# Really struggling to let go of wanting a girl



## HopefulPony

We found out yesterday we are having a boy. We both had a feeling baby was a boy and although I was worried about how I would react to finding out I didn't know I would be this upset. I'm not really sure how to rationalise what I'm feeling at the moment because its all so new and scary. I always imagined I would have a girl, never pictured myself with a boy. We are a female couple and have very few male friends, hardly any men in our lives. I just always imagined how wonderful it would be with a little girl, and now we are not going to have that. I'm so ashamed of feeling this way because we are so lucky to have our boy, we wanted him so much and I just wanted to be a mummy. I've had a difficult pregnancy and have found it really hard to identify with being pregnant and bonding with the baby has been really hard. Now I just don't know what to do. I know there are tons of positives about having a boy but I can't seem to focus on them right now. I thought reading people's posts on here might make me feel better and that I'm not disappointed, but it's just brought out a lot of grief that I didn't know I had :(


----------



## MrsP2be

Firstly , sending you a huge hug as know how you are feeling. I was absolutely devastated when I found out the gender of my baby. Like you , I'd longed for a baby ( there will be 16 years between my eldest son and my little one whe he gets here )

I was overjoyed when I fell pregnant , as didn't think I'd ever have the chance to have aa baby again. Desperately wanted a little girl for several reasons and as my pregancy felt different to what I could remember of my first one , I was really hoping I had a baby girl growing inside me. I have always yearned for a girl.

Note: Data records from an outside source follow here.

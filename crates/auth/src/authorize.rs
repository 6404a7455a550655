use std::collections::BTreeSet;

use crate::{AuthError, Identity, Permission, PermissionSet, Role, RolePermissionSource};

/// Authorize against an already-resolved permission set.
///
/// - No IO
/// - No panics
/// - Pure set membership (no wildcard, no role hierarchy)
pub fn authorize(permissions: &PermissionSet, required: &Permission) -> Result<(), AuthError> {
    if permissions.contains(required) {
        Ok(())
    } else {
        Err(AuthError::InsufficientPermission(required.as_str().to_string()))
    }
}

/// Resolves role → permission closures and answers permission checks.
///
/// Must run after verification: without an identity every check fails with
/// `Unauthenticated`. A user with zero roles resolves to the empty set, so
/// absence of roles never grants anything.
#[derive(Debug, Clone)]
pub struct PermissionEvaluator<S> {
    source: S,
}

impl<S> PermissionEvaluator<S>
where
    S: RolePermissionSource,
{
    pub fn new(source: S) -> Self {
        Self { source }
    }

    /// Compute the permission set for an identity (once per request).
    pub async fn resolve(&self, identity: Option<&Identity>) -> Result<PermissionSet, AuthError> {
        let identity = identity.ok_or(AuthError::Unauthenticated)?;

        // Duplicate grants of the same role collapse before hitting the source.
        let roles: Vec<Role> = identity.roles.iter().cloned().collect::<BTreeSet<_>>().into_iter().collect();
        if roles.is_empty() {
            return Ok(PermissionSet::empty());
        }

        Ok(self.source.permissions_for_roles(&roles).await?)
    }

    pub async fn check_permission(
        &self,
        identity: Option<&Identity>,
        required: &Permission,
    ) -> Result<(), AuthError> {
        let permissions = self.resolve(identity).await?;
        let decision = authorize(&permissions, required);
        if decision.is_err() {
            if let Some(identity) = identity {
                tracing::info!(
                    user_id = %identity.id,
                    permission = %required,
                    "permission denied"
                );
            }
        }
        decision
    }
}
/// `XREADGROUP` reply: `[[stream, [entry, ...]], ...]`, or `Nil` on timeout.
fn parse_read_reply(reply: redis::Value) -> Result<Vec<RawEntry>, RedisStreamsError> {
    let streams = match reply {
        redis::Value::Nil => return Ok(Vec::new()),
        redis::Value::Bulk(streams) => streams,
        _ => return Err(RedisStreamsError::Deserialization("Invalid XREADGROUP reply".to_string())),
    };

    let mut out = Vec::new();
    for stream in streams {
        let redis::Value::Bulk(pair) = stream else {
            return Err(RedisStreamsError::Deserialization("Invalid stream block".to_string()));
        };
        let mut pair = pair.into_iter();
        let name = match pair.next() {
            Some(redis::Value::Data(name)) => String::from_utf8_lossy(&name).to_string(),
            _ => return Err(RedisStreamsError::Deserialization("Missing stream name".to_string())),
        };
        let Some(redis::Value::Bulk(entries)) = pair.next() else {
            continue;
        };
        for entry in entries {
            if let Some(raw) = RawEntry::parse(&name, entry)? {
                out.push(raw);
            }
        }
    }
    Ok(out)
}

impl EventBus<EventEnvelope<JsonValue>> for RedisStreamsEventBus {
    type Error = RedisStreamsError;

    fn publish(&self, message: EventEnvelope<JsonValue>) -> Result<(), Self::Error> {
        self.publish_sync(&message).map(|_| ())
    }

    /// Subscribes through the `default` group with a fresh consumer name.
    /// Replica workers should use [`RedisStreamsEventBus::subscribe_with_group`].
    fn subscribe(&self) -> Subscription<EventEnvelope<JsonValue>> {
        self.subscribe_with_group("default", &format!("consumer-{}", uuid::Uuid::now_v7()))
    }
}

#[cfg(test)]
mod tests {
    use super::*;
    use redis::Value;

    fn data(s: &str) -> Value {
        Value::Data(s.as_bytes().to_vec())
    }

    fn envelope_json() -> String {
        let envelope = EventEnvelope::new(
            scribe_core::EventId::new(),
            "user.deleted",
            "k",
            chrono::Utc::now(),
            serde_json::json!({ "id": uuid::Uuid::now_v7() }),
        );
        serde_json::to_string(&envelope).unwrap()
    }

    #[test]
    fn own_queued_entries_are_not_reclaimed() {
        let stream = "scribe:events:user.created";
        let pending = vec![
            ("1-0".to_string(), "me".to_string(), 90_000, 1),
            ("2-0".to_string(), "me".to_string(), 90_000, 2),
            ("3-0".to_string(), "crashed".to_string(), 90_000, 3),
        ];
        let mut in_flight = InFlight::new();
        in_flight.insert((stream.to_string(), "1-0".to_string()));
        in_flight.insert(("scribe:events:user.deleted".to_string(), "2-0".to_string()));

        let claim = reclaimable(pending, stream, "me", &in_flight);

        assert!(!claim.contains_key("1-0"));
        assert_eq!(claim.get("2-0"), Some(&2));
        assert_eq!(claim.get("3-0"), Some(&3));
    }

    #[test]
    fn stream_keys_are_per_topic() {
        let bus = RedisStreamsEventBus::new("redis://localhost:6379").unwrap();
        assert_eq!(bus.stream_key(Topic::UserCreated), "scribe:events:user.created");
        assert_eq!(bus.dlq_key(), "scribe:events:dlq");

        let bus = bus.with_stream_prefix("test");
        assert_eq!(bus.stream_key(Topic::UserDeleted), "test:user.deleted");
    }

    #[test]
    fn parses_xreadgroup_reply_into_receipted_entries() {
        let payload = envelope_json();
        let reply = Value::Bulk(vec![Value::Bulk(vec![
            data("scribe:events:user.deleted"),
            Value::Bulk(vec![Value::Bulk(vec![
                data("1700000000000-0"),
                Value::Bulk(vec![data("key"), data("k"), data("payload"), data(&payload)]),
            ])]),
        ])]);

        let raws = parse_read_reply(reply).unwrap();
        assert_eq!(raws.len(), 1);

        let entry = raws.into_iter().next().unwrap().decode().unwrap();
        assert_eq!(entry.receipt.stream, "scribe:events:user.deleted");
        assert_eq!(entry.receipt.message_id, "1700000000000-0");
        assert_eq!(entry.envelope.topic(), "user.deleted");
    }

    #[test]
    fn nil_reply_means_no_entries() {
        assert!(parse_read_reply(Value::Nil).unwrap().is_empty());
    }

    #[test]
    fn entry_without_payload_fails_to_decode() {
        let raw = RawEntry::parse(
            "s",
            Value::Bulk(vec![data("1-0"), Value::Bulk(vec![data("key"), data("k")])]),
        )
        .unwrap()
        .unwrap();
        assert!(raw.decode().is_err());
    }

    #[test]
    fn deleted_pending_entry_is_skipped() {
        assert_eq!(RawEntry::parse("s", Value::Nil).unwrap(), None);
        let half = Value::Bulk(vec![data("1-0"), Value::Nil]);
        assert_eq!(RawEntry::parse("s", half).unwrap(), None);
    }
}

The day I had my scan , my world was turned upside down. I really didn't know that I would feel like I did. I couldn't bear to touch my tummy , I felt sick at the thought of having a boy inside me , I referred to the baby as "IT" and cried all that weekend.

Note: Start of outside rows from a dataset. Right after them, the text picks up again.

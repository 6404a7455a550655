//! Tracing/logging initialization.
//!
//! JSON lines by default; `LOG_FORMAT=pretty` switches to human-readable
//! output for local runs. Filtering comes from `RUST_LOG`.

use tracing_subscriber::EnvFilter;

/// Filter used when `RUST_LOG` is unset or invalid.
pub const DEFAULT_FILTER: &str = "info,sqlx=warn,hyper=warn";

#[derive(Debug, Clone, Copy, PartialEq, Eq)]
pub enum LogFormat {
    Json,
    Pretty,
}

impl LogFormat {
    /// Parse `LOG_FORMAT`; anything but `pretty` means JSON.
    pub fn from_value(value: Option<&str>) -> Self {
        match value.map(str::trim) {
            Some(v) if v.eq_ignore_ascii_case("pretty") => LogFormat::Pretty,
            _ => LogFormat::Json,
        }
    }
}

/// Initialize tracing/logging for the process.
///
/// Safe to call multiple times (subsequent calls are no-ops).
pub fn init() {
    let format = LogFormat::from_value(std::env::var("LOG_FORMAT").ok().as_deref());
    init_with(format, DEFAULT_FILTER);
}

pub fn init_with(format: LogFormat, default_filter: &str) {
    let filter = EnvFilter::try_from_default_env().unwrap_or_else(|_| EnvFilter::new(default_filter));

    let builder = tracing_subscriber::fmt()
        .with_env_filter(filter)
        .with_timer(tracing_subscriber::fmt::time::SystemTime)
        .with_target(false);

    let _ = match format {
        LogFormat::Json => builder.json().try_init(),
        LogFormat::Pretty => builder.pretty().try_init(),
    };
}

My fiancee was upset at how upset I was, but I felt even worse as he really would love a liitle boy. Until that moment , he hadn't told me how much he wanted a boy , and said I'd made him feel dreadful that he hadn't given me what I wanted and was now worried that I would "get rid" of the baby.

At that time , I felt like I was grieving for my little girl - but was confused as how can you grieve for someone you've never known or met ? I felt selfish and angry with myself for felling like I was when there are so many people that can't have children for various reasons, I felt cross with myself for upsetting and hurting my fiancee as he is the love of 
my life and would never want to hurt him. I also hated my sister ( who I love very much ) and was full of resentment towards her as she had found out a few weeks before that she was having a little girl.

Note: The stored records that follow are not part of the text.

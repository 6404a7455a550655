use thiserror::Error;

#[derive(Debug, Error)]
pub enum ClientError {
    #[error("network error: {0}")]
    Network(#[from] reqwest::Error),

    /// Still unauthorized after the one permitted refresh, or no session to refresh.
    #[error("unauthorized")]
    Unauthorized,

    #[error("request rejected ({status}): {body}")]
    Rejected { status: u16, body: String },
}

I can honestly say , I have never ever felt so angry , upset, confused or messed up in my life.

My midwife has been amazing , and so has my fiancee. Don't bottle things up , it's hard to talk about how you feel , but talk to your midwife and your partner.

You will deal with your feelings in your own way ..... Its been 7 weeks since I found out that I was having a little boy and I am really looking forward to meeting him. He has a name , and I've been buying things for him. It was hard at first as everything I saw in the shops was pink , and pretty and all the stuff for boys had stupid dinosaurs , or trains or monstrs on and I hated it. I've thrown myself into looking for clothes that haven't got motifs on and now enjoy shopping for my little fella.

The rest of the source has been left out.